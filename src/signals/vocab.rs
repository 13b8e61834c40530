//! Prompt-analysis vocabulary tables.
//!
//! Data, not code: the intent synonym table and the stop-word set live here
//! so additions stay reviewable in one place.

use std::collections::{HashMap, HashSet};
use std::sync::LazyLock;

use crate::models::Intent;

/// English verbs and nouns that imply a commit intent.
pub static INTENT_SYNONYMS: LazyLock<HashMap<&'static str, Intent>> = LazyLock::new(|| {
    use Intent::{
        ConfigureInfra, Document, EnableCapability, Explore, FixDefect, ImproveQuality,
        ResolveBlocker, Restructure,
    };
    HashMap::from([
        // enable-capability
        ("add", EnableCapability),
        ("implement", EnableCapability),
        ("create", EnableCapability),
        ("build", EnableCapability),
        ("introduce", EnableCapability),
        ("support", EnableCapability),
        ("enable", EnableCapability),
        ("feature", EnableCapability),
        ("capability", EnableCapability),
        ("new", EnableCapability),
        // fix-defect
        ("fix", FixDefect),
        ("bug", FixDefect),
        ("defect", FixDefect),
        ("broken", FixDefect),
        ("breaks", FixDefect),
        ("crash", FixDefect),
        ("error", FixDefect),
        ("fail", FixDefect),
        ("failing", FixDefect),
        ("failure", FixDefect),
        ("regression", FixDefect),
        ("incorrect", FixDefect),
        ("wrong", FixDefect),
        ("repair", FixDefect),
        // improve-quality
        ("improve", ImproveQuality),
        ("cleanup", ImproveQuality),
        ("clean", ImproveQuality),
        ("polish", ImproveQuality),
        ("simplify", ImproveQuality),
        ("tidy", ImproveQuality),
        ("lint", ImproveQuality),
        ("quality", ImproveQuality),
        ("readability", ImproveQuality),
        ("refine", ImproveQuality),
        // restructure
        ("refactor", Restructure),
        ("restructure", Restructure),
        ("reorganize", Restructure),
        ("rearchitect", Restructure),
        ("extract", Restructure),
        ("modularize", Restructure),
        ("rename", Restructure),
        ("split", Restructure),
        // configure-infra
        ("configure", ConfigureInfra),
        ("config", ConfigureInfra),
        ("configuration", ConfigureInfra),
        ("infra", ConfigureInfra),
        ("infrastructure", ConfigureInfra),
        ("deploy", ConfigureInfra),
        ("deployment", ConfigureInfra),
        ("pipeline", ConfigureInfra),
        ("docker", ConfigureInfra),
        ("provision", ConfigureInfra),
        ("tooling", ConfigureInfra),
        // document
        ("document", Document),
        ("documentation", Document),
        ("docs", Document),
        ("readme", Document),
        ("changelog", Document),
        ("describe", Document),
        // explore
        ("explore", Explore),
        ("investigate", Explore),
        ("research", Explore),
        ("spike", Explore),
        ("prototype", Explore),
        ("experiment", Explore),
        ("evaluate", Explore),
        ("assess", Explore),
        // resolve-blocker
        ("unblock", ResolveBlocker),
        ("blocker", ResolveBlocker),
        ("blocked", ResolveBlocker),
        ("workaround", ResolveBlocker),
        ("mitigate", ResolveBlocker),
    ])
});

/// Common words dropped from residual keywords.
pub static STOP_WORDS: LazyLock<HashSet<&'static str>> = LazyLock::new(|| {
    [
        "a", "an", "the", "and", "or", "but", "in", "on", "at", "to", "for", "of", "with", "by",
        "from", "as", "is", "was", "are", "were", "been", "be", "have", "has", "had", "do", "does",
        "did", "will", "would", "could", "should", "may", "might", "must", "shall", "can", "need",
        "i", "we", "you", "it", "this", "that", "these", "those", "my", "our", "your", "its",
        "me", "us", "them", "they", "he", "she", "his", "her", "what", "which", "who", "how",
        "when", "where", "why", "there", "here", "then", "than", "so", "if", "not", "no", "yes",
        "please", "about", "into", "over", "under", "again", "just", "also", "some", "any", "all",
        "more", "most", "other", "each", "because", "while", "during", "before", "after", "up",
        "down", "out", "off", "let", "lets", "make", "get", "got", "want", "like", "see", "look",
        "code", "file", "files", "thing", "things", "now", "still", "really", "very",
    ]
    .into_iter()
    .collect()
});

Problem to work on =
Copy every line of the data above in which the string "LazyLock" appears.

Reply =
use std::sync::LazyLock;
pub static INTENT_SYNONYMS: LazyLock<HashMap<&'static str, Intent>> = LazyLock::new(|| {
pub static STOP_WORDS: LazyLock<HashSet<&'static str>> = LazyLock::new(|| {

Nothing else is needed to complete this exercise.